## [ASSIGNMENT]
Among the lines of data below, reproduce only those from the one with "fn schema(&self) -> ToolSchema;" through the one with "pub fn input_schema_for<T: JsonSchema>()", exactly as they stand, both ends included.

(Saved entries)
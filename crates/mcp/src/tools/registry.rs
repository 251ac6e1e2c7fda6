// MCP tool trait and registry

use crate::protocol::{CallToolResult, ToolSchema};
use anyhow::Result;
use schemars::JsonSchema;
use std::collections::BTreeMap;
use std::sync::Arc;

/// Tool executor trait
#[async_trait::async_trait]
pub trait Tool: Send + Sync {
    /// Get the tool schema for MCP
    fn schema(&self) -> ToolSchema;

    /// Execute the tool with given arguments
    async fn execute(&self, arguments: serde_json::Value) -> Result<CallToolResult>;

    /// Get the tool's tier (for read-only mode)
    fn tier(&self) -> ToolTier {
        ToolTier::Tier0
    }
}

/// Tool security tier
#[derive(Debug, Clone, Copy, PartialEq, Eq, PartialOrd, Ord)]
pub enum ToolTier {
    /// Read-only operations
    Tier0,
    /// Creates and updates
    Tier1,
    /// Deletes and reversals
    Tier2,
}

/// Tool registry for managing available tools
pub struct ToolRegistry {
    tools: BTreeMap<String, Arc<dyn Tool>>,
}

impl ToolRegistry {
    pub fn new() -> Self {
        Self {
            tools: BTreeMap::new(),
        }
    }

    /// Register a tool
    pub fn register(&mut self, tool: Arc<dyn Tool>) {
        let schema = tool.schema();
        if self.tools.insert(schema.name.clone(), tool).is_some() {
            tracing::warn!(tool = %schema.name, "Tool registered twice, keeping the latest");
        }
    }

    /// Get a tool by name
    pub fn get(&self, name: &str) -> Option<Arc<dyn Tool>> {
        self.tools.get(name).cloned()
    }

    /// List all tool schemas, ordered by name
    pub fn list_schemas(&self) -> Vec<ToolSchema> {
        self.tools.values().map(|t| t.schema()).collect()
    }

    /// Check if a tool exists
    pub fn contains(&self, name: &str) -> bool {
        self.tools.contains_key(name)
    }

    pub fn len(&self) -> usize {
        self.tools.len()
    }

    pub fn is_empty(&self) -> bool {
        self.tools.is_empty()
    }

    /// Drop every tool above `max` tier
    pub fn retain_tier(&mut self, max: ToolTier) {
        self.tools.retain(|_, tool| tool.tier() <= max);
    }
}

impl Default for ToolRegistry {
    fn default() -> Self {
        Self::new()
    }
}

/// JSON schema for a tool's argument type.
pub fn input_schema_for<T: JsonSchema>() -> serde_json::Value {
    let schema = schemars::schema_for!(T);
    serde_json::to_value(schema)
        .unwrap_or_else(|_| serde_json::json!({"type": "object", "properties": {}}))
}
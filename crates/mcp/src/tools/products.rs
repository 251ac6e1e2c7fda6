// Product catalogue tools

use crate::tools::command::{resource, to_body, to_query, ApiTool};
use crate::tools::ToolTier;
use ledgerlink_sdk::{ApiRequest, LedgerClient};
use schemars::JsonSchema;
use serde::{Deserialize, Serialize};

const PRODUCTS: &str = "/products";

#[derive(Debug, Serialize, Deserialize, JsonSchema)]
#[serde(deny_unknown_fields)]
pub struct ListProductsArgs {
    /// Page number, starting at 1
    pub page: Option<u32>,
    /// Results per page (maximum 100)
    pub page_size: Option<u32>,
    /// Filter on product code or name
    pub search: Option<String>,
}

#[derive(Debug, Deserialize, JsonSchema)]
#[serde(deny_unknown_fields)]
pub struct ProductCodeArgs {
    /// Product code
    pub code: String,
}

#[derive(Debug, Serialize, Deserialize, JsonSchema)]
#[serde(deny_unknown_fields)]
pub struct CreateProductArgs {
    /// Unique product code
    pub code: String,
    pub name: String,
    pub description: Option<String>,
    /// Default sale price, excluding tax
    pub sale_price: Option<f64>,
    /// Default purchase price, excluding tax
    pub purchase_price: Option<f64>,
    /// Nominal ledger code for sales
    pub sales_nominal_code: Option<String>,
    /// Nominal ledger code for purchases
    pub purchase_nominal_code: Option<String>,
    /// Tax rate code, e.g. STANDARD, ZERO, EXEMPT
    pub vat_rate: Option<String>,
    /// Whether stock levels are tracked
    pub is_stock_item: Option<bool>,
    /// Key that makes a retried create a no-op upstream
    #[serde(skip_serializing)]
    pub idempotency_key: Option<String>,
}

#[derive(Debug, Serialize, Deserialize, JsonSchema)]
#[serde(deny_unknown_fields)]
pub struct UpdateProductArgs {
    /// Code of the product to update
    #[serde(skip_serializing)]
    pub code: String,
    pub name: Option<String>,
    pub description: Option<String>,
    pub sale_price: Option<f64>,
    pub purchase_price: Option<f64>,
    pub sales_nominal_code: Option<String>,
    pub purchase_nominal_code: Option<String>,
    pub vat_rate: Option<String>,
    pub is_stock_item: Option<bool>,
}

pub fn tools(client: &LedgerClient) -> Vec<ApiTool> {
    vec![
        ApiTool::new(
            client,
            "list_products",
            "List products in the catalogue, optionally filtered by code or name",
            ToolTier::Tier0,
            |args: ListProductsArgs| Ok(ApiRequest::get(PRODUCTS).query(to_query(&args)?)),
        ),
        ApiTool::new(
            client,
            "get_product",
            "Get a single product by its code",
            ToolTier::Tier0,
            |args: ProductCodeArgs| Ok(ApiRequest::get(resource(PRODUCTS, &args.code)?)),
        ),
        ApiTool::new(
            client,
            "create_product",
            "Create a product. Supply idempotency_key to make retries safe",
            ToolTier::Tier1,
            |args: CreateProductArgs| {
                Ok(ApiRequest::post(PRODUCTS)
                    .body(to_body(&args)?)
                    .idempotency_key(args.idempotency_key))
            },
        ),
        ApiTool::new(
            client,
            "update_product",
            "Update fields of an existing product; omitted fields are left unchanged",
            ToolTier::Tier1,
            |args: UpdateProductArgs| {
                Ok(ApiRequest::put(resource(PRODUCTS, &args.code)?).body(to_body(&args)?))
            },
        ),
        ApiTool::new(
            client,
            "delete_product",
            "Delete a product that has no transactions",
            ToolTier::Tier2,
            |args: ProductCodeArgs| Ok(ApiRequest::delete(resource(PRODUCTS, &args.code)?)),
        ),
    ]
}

...

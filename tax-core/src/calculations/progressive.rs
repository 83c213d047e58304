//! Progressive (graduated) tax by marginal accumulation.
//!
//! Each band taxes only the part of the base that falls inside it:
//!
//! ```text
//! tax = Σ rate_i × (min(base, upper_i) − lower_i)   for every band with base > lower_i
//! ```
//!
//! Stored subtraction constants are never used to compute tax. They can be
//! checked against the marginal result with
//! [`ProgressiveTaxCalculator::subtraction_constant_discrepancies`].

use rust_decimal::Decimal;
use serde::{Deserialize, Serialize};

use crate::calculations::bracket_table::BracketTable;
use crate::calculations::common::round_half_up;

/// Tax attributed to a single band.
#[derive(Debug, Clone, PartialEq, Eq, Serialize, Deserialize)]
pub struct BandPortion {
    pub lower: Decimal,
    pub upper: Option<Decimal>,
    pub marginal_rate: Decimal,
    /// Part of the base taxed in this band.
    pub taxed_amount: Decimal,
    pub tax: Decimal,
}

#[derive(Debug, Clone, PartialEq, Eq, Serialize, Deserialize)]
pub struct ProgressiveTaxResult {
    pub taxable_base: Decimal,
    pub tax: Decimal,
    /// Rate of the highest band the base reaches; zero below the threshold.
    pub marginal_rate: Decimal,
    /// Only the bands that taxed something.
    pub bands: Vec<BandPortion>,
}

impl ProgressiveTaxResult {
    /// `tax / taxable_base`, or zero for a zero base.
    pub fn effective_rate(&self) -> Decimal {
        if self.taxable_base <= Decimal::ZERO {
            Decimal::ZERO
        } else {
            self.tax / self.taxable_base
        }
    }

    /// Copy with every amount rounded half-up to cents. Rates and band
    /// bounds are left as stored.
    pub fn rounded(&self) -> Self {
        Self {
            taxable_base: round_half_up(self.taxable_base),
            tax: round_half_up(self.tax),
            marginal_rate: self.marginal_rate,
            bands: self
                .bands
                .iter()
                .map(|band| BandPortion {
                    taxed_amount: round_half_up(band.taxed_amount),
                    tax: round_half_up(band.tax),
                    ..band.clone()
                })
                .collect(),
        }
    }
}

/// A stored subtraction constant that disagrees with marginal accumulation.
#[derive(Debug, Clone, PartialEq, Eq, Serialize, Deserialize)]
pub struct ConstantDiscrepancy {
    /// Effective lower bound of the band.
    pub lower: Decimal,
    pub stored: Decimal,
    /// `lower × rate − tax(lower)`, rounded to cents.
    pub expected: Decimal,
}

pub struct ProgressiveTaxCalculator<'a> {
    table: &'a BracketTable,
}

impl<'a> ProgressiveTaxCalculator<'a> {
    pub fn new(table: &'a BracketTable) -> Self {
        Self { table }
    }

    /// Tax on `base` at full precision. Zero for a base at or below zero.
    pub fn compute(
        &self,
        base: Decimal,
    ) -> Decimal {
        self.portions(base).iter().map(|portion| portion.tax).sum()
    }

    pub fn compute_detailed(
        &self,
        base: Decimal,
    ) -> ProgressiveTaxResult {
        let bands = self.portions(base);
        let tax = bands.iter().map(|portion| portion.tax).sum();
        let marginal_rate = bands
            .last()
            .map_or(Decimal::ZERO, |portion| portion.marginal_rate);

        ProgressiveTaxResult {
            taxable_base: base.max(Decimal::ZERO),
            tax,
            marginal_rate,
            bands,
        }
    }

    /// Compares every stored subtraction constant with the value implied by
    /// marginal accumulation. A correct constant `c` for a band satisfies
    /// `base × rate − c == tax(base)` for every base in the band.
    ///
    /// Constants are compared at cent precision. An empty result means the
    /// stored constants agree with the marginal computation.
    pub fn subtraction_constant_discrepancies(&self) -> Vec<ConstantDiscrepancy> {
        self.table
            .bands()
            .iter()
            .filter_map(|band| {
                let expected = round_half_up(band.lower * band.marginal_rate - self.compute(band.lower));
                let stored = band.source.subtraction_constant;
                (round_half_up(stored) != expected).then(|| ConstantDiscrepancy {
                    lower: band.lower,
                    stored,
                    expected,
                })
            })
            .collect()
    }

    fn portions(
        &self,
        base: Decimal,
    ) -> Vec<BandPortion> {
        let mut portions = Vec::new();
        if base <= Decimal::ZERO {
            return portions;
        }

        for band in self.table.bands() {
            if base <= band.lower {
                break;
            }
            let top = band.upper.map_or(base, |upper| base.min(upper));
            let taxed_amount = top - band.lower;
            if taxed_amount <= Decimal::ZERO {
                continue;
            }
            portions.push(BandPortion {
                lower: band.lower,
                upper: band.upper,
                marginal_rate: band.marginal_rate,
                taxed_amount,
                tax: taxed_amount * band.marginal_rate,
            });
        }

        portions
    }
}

## [SOLVED PROBLEM]
    fn schema(&self) -> ToolSchema;

    /// Execute the tool with given arguments
    async fn execute(&self, arguments: serde_json::Value) -> Result<CallToolResult>;

    /// Get the tool's tier (for read-only mode)
    fn tier(&self) -> ToolTier {
        ToolTier::Tier0
    }
}

/// Tool security tier
#[derive(Debug, Clone, Copy, PartialEq, Eq, PartialOrd, Ord)]
pub enum ToolTier {
    /// Read-only operations
    Tier0,
    /// Creates and updates
    Tier1,
    /// Deletes and reversals
    Tier2,
}

/// Tool registry for managing available tools
pub struct ToolRegistry {
    tools: BTreeMap<String, Arc<dyn Tool>>,
}

impl ToolRegistry {
    pub fn new() -> Self {
        Self {
            tools: BTreeMap::new(),
        }
    }

    /// Register a tool
    pub fn register(&mut self, tool: Arc<dyn Tool>) {
        let schema = tool.schema();
        if self.tools.insert(schema.name.clone(), tool).is_some() {
            tracing::warn!(tool = %schema.name, "Tool registered twice, keeping the latest");
        }
    }

    /// Get a tool by name
    pub fn get(&self, name: &str) -> Option<Arc<dyn Tool>> {
        self.tools.get(name).cloned()
    }

    /// List all tool schemas, ordered by name
    pub fn list_schemas(&self) -> Vec<ToolSchema> {
        self.tools.values().map(|t| t.schema()).collect()
    }

    /// Check if a tool exists
    pub fn contains(&self, name: &str) -> bool {
        self.tools.contains_key(name)
    }

    pub fn len(&self) -> usize {
        self.tools.len()
    }

    pub fn is_empty(&self) -> bool {
        self.tools.is_empty()
    }

    /// Drop every tool above `max` tier
    pub fn retain_tier(&mut self, max: ToolTier) {
        self.tools.retain(|_, tool| tool.tier() <= max);
    }
}

impl Default for ToolRegistry {
    fn default() -> Self {
        Self::new()
    }
}

/// JSON schema for a tool's argument type.
pub fn input_schema_for<T: JsonSchema>() -> serde_json::Value {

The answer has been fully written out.